La MotoGP ha lavorato a lungo per tornare in Brasile dopo vent’anni. E ha fatto bene, d’altronde uno dei popoli che riescono meglio a celebrare il motorsport, a maggior ragione se uno come Diogo Moreira si presenta in conferenza stampa con un casco replica di Aytron Senna. E se un altro, Franco Morbidelli, ha portato in circuito quella parte di famiglia che non lo ha mai visto correre. Il layout del circuito è piacevole, la pista velocissima e il fatto che sia anche piuttosto breve ha portato gli organizzatori a fissare la durata del GP a 31 giri.I problemi però sono iniziati presto, anzi prestissimo. Mercoledì il circuito è stato colpito da una violenta alluvione che ha messo in seria difficoltà le infrastrutture, a partire dall’asfalto del circuito e continuando con il resto del paddock. In rete hanno cominciato a girare foto spaventose, con una densa fanghiglia arancione a ricoprire la pista. Qualcuno ha cominciato a pubblicare le foto, qualcun altro ha parlato di scatti realizzati con intelligenza artificiale. Le informazioni da parte del MotoGP Sports Entertainment Group, che ha preso il posto di Dorna, sono a zero. Zero articoli, zero notizie, zero video. Zero risposte ai tantissimi giornalisti che non sono partiti per la trasferta a causa dei costi altissimi da sostenere in loco, perché in zona c’è stato un rincaro folle dei prezzi per quanto riguarda gli hotel, cosa che succedeva - in misura minore - anche a Termas de Rio Hondo.

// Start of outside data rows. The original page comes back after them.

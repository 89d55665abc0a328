//! End-to-end pipeline runs driven by scripted agents

mod common;

use common::{
    good_payload, harness, harness_with_policy, ok, parsed, solved, verdict, ScriptedAgent,
};
use mentorloop_core::memory::{InMemorySessionMemory, SessionMemory};
use mentorloop_core::models::configuration::PolicyConfig;
use mentorloop_core::models::workflow::{
    AgentResult, DecisionKind, EscalationReason, FailureKind, HumanDecision, RawInput, RunStatus,
    Snippet, Stage, TransitionType, Verdict, WorkflowState,
};
use mentorloop_core::services::retrieval::Retriever;
use mentorloop_core::workflow::{
    Agent, EscalationPolicy, HitlGate, PipelineEngine, RunOutcome, StageConfig, WorkflowError,
    WorkflowOrchestrator, WorkflowPersistence,
};
use std::path::PathBuf;
use std::sync::Arc;
use tempfile::tempdir;

fn problem() -> RawInput {
    RawInput::Text("Solve x^2 - 5x + 6 = 0".to_string())
}

fn count(state: &WorkflowState, kind: TransitionType) -> usize {
    state
        .trace
        .iter()
        .filter(|e| e.transition_type == kind)
        .count()
}

/// Every stage succeeds on the first try
#[tokio::test]
async fn test_happy_path_reaches_done() {
    let dir = tempdir().unwrap();
    let agent = ScriptedAgent::new();
    let h = harness(dir.path(), agent.clone());

    let outcome = h
        .orchestrator
        .start(Some("s-1".to_string()), problem())
        .await
        .unwrap();

    let RunOutcome::Completed(state) = outcome else {
        panic!("expected completion, got {:?}", outcome.status());
    };
    assert_eq!(state.stage, Stage::Done);
    assert!(state.completed_at.is_some());
    assert!(state.pending_human_review.is_none());
    assert_eq!(state.solution.as_ref().unwrap().final_answer, "x = 2 or x = 3");
    for stage in Stage::PIPELINE {
        assert!(state.has_output(stage), "missing output for {}", stage);
        assert!(state.attempts(stage) <= 1);
    }
    assert_eq!(count(&state, TransitionType::Escalated), 0);
    assert_eq!(agent.invocations().len(), 8);

    let stages: Vec<_> = agent.invocations().iter().map(|i| i.config.stage).collect();
    assert_eq!(stages, Stage::PIPELINE.to_vec());

    let record = h.orchestrator.get_run(state.run_id).unwrap();
    assert_eq!(record.status, RunStatus::Completed);
    assert!(h.orchestrator.pending_reviews(None).is_empty());
}

/// Verifier rejects twice, accepts the third solution
#[tokio::test]
async fn test_rejected_solutions_are_revised() {
    let dir = tempdir().unwrap();
    let agent = ScriptedAgent::new();
    agent.script(
        Stage::Solve,
        [ok(solved("x = 1")), ok(solved("x = 6")), ok(solved("x = 2 or x = 3"))],
    );
    agent.script(
        Stage::Verify,
        [
            ok(verdict(Verdict::Incorrect)),
            ok(verdict(Verdict::Incorrect)),
            ok(verdict(Verdict::Correct)),
        ],
    );
    let h = harness(dir.path(), agent.clone());

    let state = h
        .orchestrator
        .start(None, problem())
        .await
        .unwrap()
        .into_state();

    assert_eq!(state.stage, Stage::Done);
    assert_eq!(state.revision_count, 2);
    assert_eq!(state.revision_history.len(), 2);
    assert_eq!(
        state.revision_history[0].rejected_answer.as_deref(),
        Some("x = 1")
    );
    assert_eq!(count(&state, TransitionType::Revision), 2);

    let solves = agent.calls(Stage::Solve);
    assert_eq!(solves.len(), 3);
    assert!(solves[0].config.retry_hint.is_none());
    assert!(solves[1]
        .config
        .retry_hint
        .as_deref()
        .unwrap()
        .starts_with("Verifier rejected the solution"));
    // Each revision starts solving from a clean slate
    assert!(solves[2].state.solution.is_none());
    assert_eq!(solves[2].config.attempt, 1);
}

/// Parsing fails on every attempt and the run waits for a reviewer
#[tokio::test]
async fn test_exhausted_retries_escalate() {
    let dir = tempdir().unwrap();
    let agent = ScriptedAgent::new();
    let max_attempts = PolicyConfig::default().max_attempts(Stage::Parse);
    agent.script(
        Stage::Parse,
        (0..=max_attempts).map(|_| AgentResult::retryable("unbalanced parentheses")),
    );
    let h = harness(dir.path(), agent.clone());

    let outcome = h.orchestrator.start(None, problem()).await.unwrap();

    let RunOutcome::Suspended { handle, state } = outcome else {
        panic!("expected suspension, got {:?}", outcome.status());
    };
    assert_eq!(state.stage, Stage::Hitl);
    assert_eq!(state.attempts(Stage::Parse), max_attempts);
    assert_eq!(agent.calls(Stage::Parse).len() as u32, max_attempts);
    assert_eq!(count(&state, TransitionType::Retry) as u32, max_attempts - 1);

    let review = state.pending_human_review.as_ref().unwrap();
    assert_eq!(review.stage, Stage::Parse);
    assert_eq!(
        review.reason,
        EscalationReason::RetriesExhausted {
            attempts: max_attempts,
            max_attempts,
        }
    );

    let attempts: Vec<_> = agent
        .calls(Stage::Parse)
        .iter()
        .map(|i| i.config.attempt)
        .collect();
    assert_eq!(attempts, (1..=max_attempts).collect::<Vec<_>>());

    let pending = h.orchestrator.pending_reviews(Some(state.run_id));
    assert_eq!(pending.len(), 1);
    assert_eq!(pending[0].handle, handle.as_uuid());
    let record = h.orchestrator.get_run(state.run_id).unwrap();
    assert_eq!(record.status, RunStatus::AwaitingReview);
    assert_eq!(record.escalations, 1);
}

/// A fatal guardrail result fails the run without review
#[tokio::test]
async fn test_fatal_guardrail_fails_run() {
    let dir = tempdir().unwrap();
    let agent = ScriptedAgent::new();
    agent.script(
        Stage::Guardrail,
        [AgentResult::fatal("explanation contains unsafe content")],
    );
    let h = harness(dir.path(), agent.clone());

    let outcome = h
        .orchestrator
        .start(Some("s-2".to_string()), problem())
        .await
        .unwrap();

    let RunOutcome::Failed(state) = outcome else {
        panic!("expected failure, got {:?}", outcome.status());
    };
    let failure = state.failure.as_ref().unwrap();
    assert_eq!(failure.kind, FailureKind::FatalStage);
    assert_eq!(failure.stage, Stage::Guardrail);
    assert_eq!(failure.reason, "explanation contains unsafe content");
    assert!(state.pending_human_review.is_none());
    assert!(h.orchestrator.pending_reviews(None).is_empty());
    assert_eq!(count(&state, TransitionType::Fatal), 1);

    let record = h.orchestrator.get_run(state.run_id).unwrap();
    assert_eq!(record.status, RunStatus::Failed);
}

/// A reviewer corrects a low-confidence parse and solving uses the correction
#[tokio::test]
async fn test_corrected_parse_reaches_solver() {
    let dir = tempdir().unwrap();
    let agent = ScriptedAgent::new();
    agent.script(
        Stage::Parse,
        [AgentResult::ok(parsed("x^2 - 5x - 6 = 0")).with_confidence(0.4)],
    );
    let h = harness(dir.path(), agent.clone());

    let outcome = h.orchestrator.start(None, problem()).await.unwrap();
    let handle = outcome.handle().expect("run should wait for review");
    let state = outcome.state();
    assert!(state.parsed_expression.is_none());
    assert_eq!(state.attempts(Stage::Parse), 0);
    assert!(matches!(
        state.pending_human_review.as_ref().unwrap().reason,
        EscalationReason::LowConfidence { .. }
    ));

    let outcome = h
        .orchestrator
        .resume(
            handle,
            HumanDecision::Correct {
                value: parsed("x^2 - 5x + 6 = 0"),
            },
            Some("ms-lee".to_string()),
        )
        .await
        .unwrap();

    let state = outcome.into_state();
    assert_eq!(state.stage, Stage::Done);
    assert_eq!(count(&state, TransitionType::HumanCorrected), 1);

    let solves = agent.calls(Stage::Solve);
    assert_eq!(solves.len(), 1);
    assert_eq!(
        solves[0].state.parsed_expression.as_ref().unwrap().expression,
        "x^2 - 5x + 6 = 0"
    );
    assert!(h.orchestrator.pending_reviews(None).is_empty());
}

/// A parse hint from a failed attempt does not follow the run into solving
#[tokio::test]
async fn test_accepted_parse_does_not_leak_hint() {
    let dir = tempdir().unwrap();
    let agent = ScriptedAgent::new();
    agent.script(
        Stage::Parse,
        [
            AgentResult::retryable("treat ^ as power"),
            AgentResult::ok(parsed("x^2 - 5x + 6 = 0")).with_confidence(0.3),
        ],
    );
    let h = harness(dir.path(), agent.clone());

    let outcome = h.orchestrator.start(None, problem()).await.unwrap();
    let handle = outcome.handle().expect("run should wait for review");
    assert_eq!(
        agent.calls(Stage::Parse)[1].config.retry_hint.as_deref(),
        Some("treat ^ as power")
    );

    let state = h
        .orchestrator
        .resume(handle, HumanDecision::Accept, Some("ms-lee".to_string()))
        .await
        .unwrap()
        .into_state();

    assert_eq!(state.stage, Stage::Done);
    assert_eq!(state.attempts(Stage::Parse), 1);
    let solves = agent.calls(Stage::Solve);
    assert_eq!(solves.len(), 1);
    assert_eq!(solves[0].config.retry_hint, None);
    assert_eq!(solves[0].state.retry_hint, None);
}

/// Verifier keeps rejecting past the revision limit
#[tokio::test]
async fn test_exhausted_revisions_carry_history_to_review() {
    let dir = tempdir().unwrap();
    let agent = ScriptedAgent::new();
    let policy = PolicyConfig {
        max_revisions: 2,
        ..PolicyConfig::default()
    };
    agent.script(Stage::Verify, (0..3).map(|_| ok(verdict(Verdict::Incorrect))));
    let h = harness_with_policy(dir.path(), agent.clone(), policy);

    let outcome = h.orchestrator.start(None, problem()).await.unwrap();

    let RunOutcome::Suspended { handle, state } = outcome else {
        panic!("expected suspension, got {:?}", outcome.status());
    };
    let review = state.pending_human_review.as_ref().unwrap();
    assert_eq!(review.stage, Stage::Verify);
    assert_eq!(
        review.reason,
        EscalationReason::RevisionsExhausted { revisions: 2 }
    );
    assert_eq!(review.revision_history.len(), 2);
    assert_eq!(agent.calls(Stage::Solve).len(), 3);

    // The rejected solution cannot be waved through
    assert!(!review.allowed_decisions.contains(&DecisionKind::Accept));
    let accepted = h
        .orchestrator
        .resume(handle, HumanDecision::Accept, None)
        .await;
    assert!(matches!(accepted, Err(WorkflowError::InvalidDecision { .. })));
    assert_eq!(h.orchestrator.pending_reviews(Some(state.run_id)).len(), 1);

    // Abort ends the run at the reviewed stage
    let outcome = h
        .orchestrator
        .resume(
            handle,
            HumanDecision::Abort {
                reason: Some("problem statement is wrong".to_string()),
            },
            None,
        )
        .await
        .unwrap();
    let state = outcome.into_state();
    assert_eq!(state.stage, Stage::Failed);
    let failure = state.failure.unwrap();
    assert_eq!(failure.kind, FailureKind::HumanAborted);
    assert_eq!(failure.stage, Stage::Verify);
}

/// Agent output for the wrong stage is an invariant violation, not a stage failure
#[tokio::test]
async fn test_wrong_stage_payload_is_invariant_violation() {
    let dir = tempdir().unwrap();
    let agent = ScriptedAgent::new();
    agent.script(Stage::Solve, [ok(parsed("x = 1"))]);
    let h = harness(dir.path(), agent.clone());

    let state = h
        .orchestrator
        .start(None, problem())
        .await
        .unwrap()
        .into_state();

    assert_eq!(state.stage, Stage::Failed);
    let failure = state.failure.as_ref().unwrap();
    assert_eq!(failure.kind, FailureKind::InvariantViolation);
    assert_eq!(failure.stage, Stage::Solve);
    assert_eq!(count(&state, TransitionType::InvariantViolation), 1);
    assert!(agent.calls(Stage::Explain).is_empty());
}
//! Logging service

use crate::models::workflow::{EscalationReason, Stage, TransitionType};
use crate::models::LogLevel;
use uuid::Uuid;

/// Initialize logging with the specified level
///
/// `RUST_LOG` takes precedence over `level` when it is set. Fails when a
/// global subscriber is already installed.
pub fn init_logging(level: LogLevel) -> Result<(), Box<dyn std::error::Error + Send + Sync>> {
    let directive = match level {
        LogLevel::Error => "error",
        LogLevel::Warn => "warn",
        LogLevel::Info => "info",
        LogLevel::Debug => "debug",
        LogLevel::Trace => "trace",
    };

    let filter = tracing_subscriber::EnvFilter::try_from_default_env().unwrap_or_else(|_| {
        tracing_subscriber::EnvFilter::new(format!(
            "mentorloop_core={},mentorloop={}",
            directive, directive
        ))
    });

    tracing_subscriber::fmt()
        .with_env_filter(filter)
        .with_writer(std::io::stderr)
        .try_init()?;

    Ok(())
}

/// Log a stage transition
pub fn log_stage_event(
    run_id: Uuid,
    from: Stage,
    to: Stage,
    transition: TransitionType,
    details: Option<&str>,
) {
    tracing::info!(
        run_id = %run_id,
        from = from.as_str(),
        to = to.as_str(),
        transition = ?transition,
        details = details.unwrap_or(""),
        "Stage transition"
    );
}

/// Log a run routed to human review
pub fn log_escalation(run_id: Uuid, stage: Stage, reason: &EscalationReason) {
    tracing::warn!(
        run_id = %run_id,
        stage = stage.as_str(),
        reason = %reason,
        "Escalated to human review"
    );
}

/// Log a broken precondition; kept apart from user-facing failures
pub fn log_invariant_violation(run_id: Uuid, stage: Stage, message: &str) {
    tracing::error!(
        target: "mentorloop_core::invariant",
        run_id = %run_id,
        stage = stage.as_str(),
        message = message,
        "Invariant violation"
    );
}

Non solo: quando un utente Reddit (su r/motogp) ha provato a commentare l’alluvione, il topic è stato chiuso dai gestori, almeno finché non avesse dimostrato che si trattasse di notizie confermate. Agli amici di TrollGP (che inizialmente avevano dato l’alluvione per falsa) è pure arrivato un video di un ragazzo che tranquillizza gli utenti e parla di “gravi notizie false sulla MotoGP a Goiania”.
Eppure, a giudicare dalle immagini di chi la pista l’ha pulita e dei giornalisti lì presenti, l’alluvione c’è stata eccome. Basta notare (anche nel video di smentita pubblicato da TrollGP) come buona parte del guard rail abbia ancora bene in vista evidenti tracce di terra e fango. I brasiliani sono stati bravissimi a sistemare il circuito e anche di più a progettarlo, perché il drenaggio è stato ottimale, eppure ora rimangono due problemi: il primo è di tipo tecnico, perché a quanto pare pioverà ancora e vivere un weekend di gara normale sembra impossibile, il secondo lo si potrebbe addirittura definire etico.
Sembra quasi che dal Brasile qualcuno si stia adoperando per nascondere quest’alluvione sotto al tappeto, per far sì che non se ne parli insomma, che nessuno si spaventi. Perché? Organizzare la MotoGP nel proprio Paese è costoso e, forse, i benefici turistici non sono quelli a cui anelava l’amministrazione, la quale verosimilmente avrà una controparte politica pronta a rimarcare gli insuccessi dell’operazione. E poi, più si parla di alluvione meno biglietti si vendono da oggi a domenica. Ma davvero manca il pubblico? È difficile dirlo, bisognerà aspettare il venerdì mattina. Nelle gare asiatiche capita spesso, anche per questioni di facciata, che gli organizzatori regalino i biglietti della domenica per mostrare il pubblico sugli spalti, eppure se le motivazioni potrebbero essere anche diverso. Di certo né la MotoGP Sports Entertainment né tantomeno gli organizzatori vogliono restituire l’immagine di un GP mal organizzato, per non dire disastroso, tuttavia dovranno fare i conti con una pista sporca e possibili problemi con le gomme, oltre all’eventualità non del tutto da escludere che si presenti un’altra alluvione. Mentre scriviamo la pioggia batte forte, anche se stamattina i piloti hanno potuto sfilare all’ingresso del paddock con le bandierine del Brasile in mano e un bel sole sopra la testa, cosa che ci auguriamo di continuare a vedere nei prossimi giorni. Di certo c’è che la gestione di questa storia è stata poco trasparente, quasi incomprensibile. Ed è solo giovedì.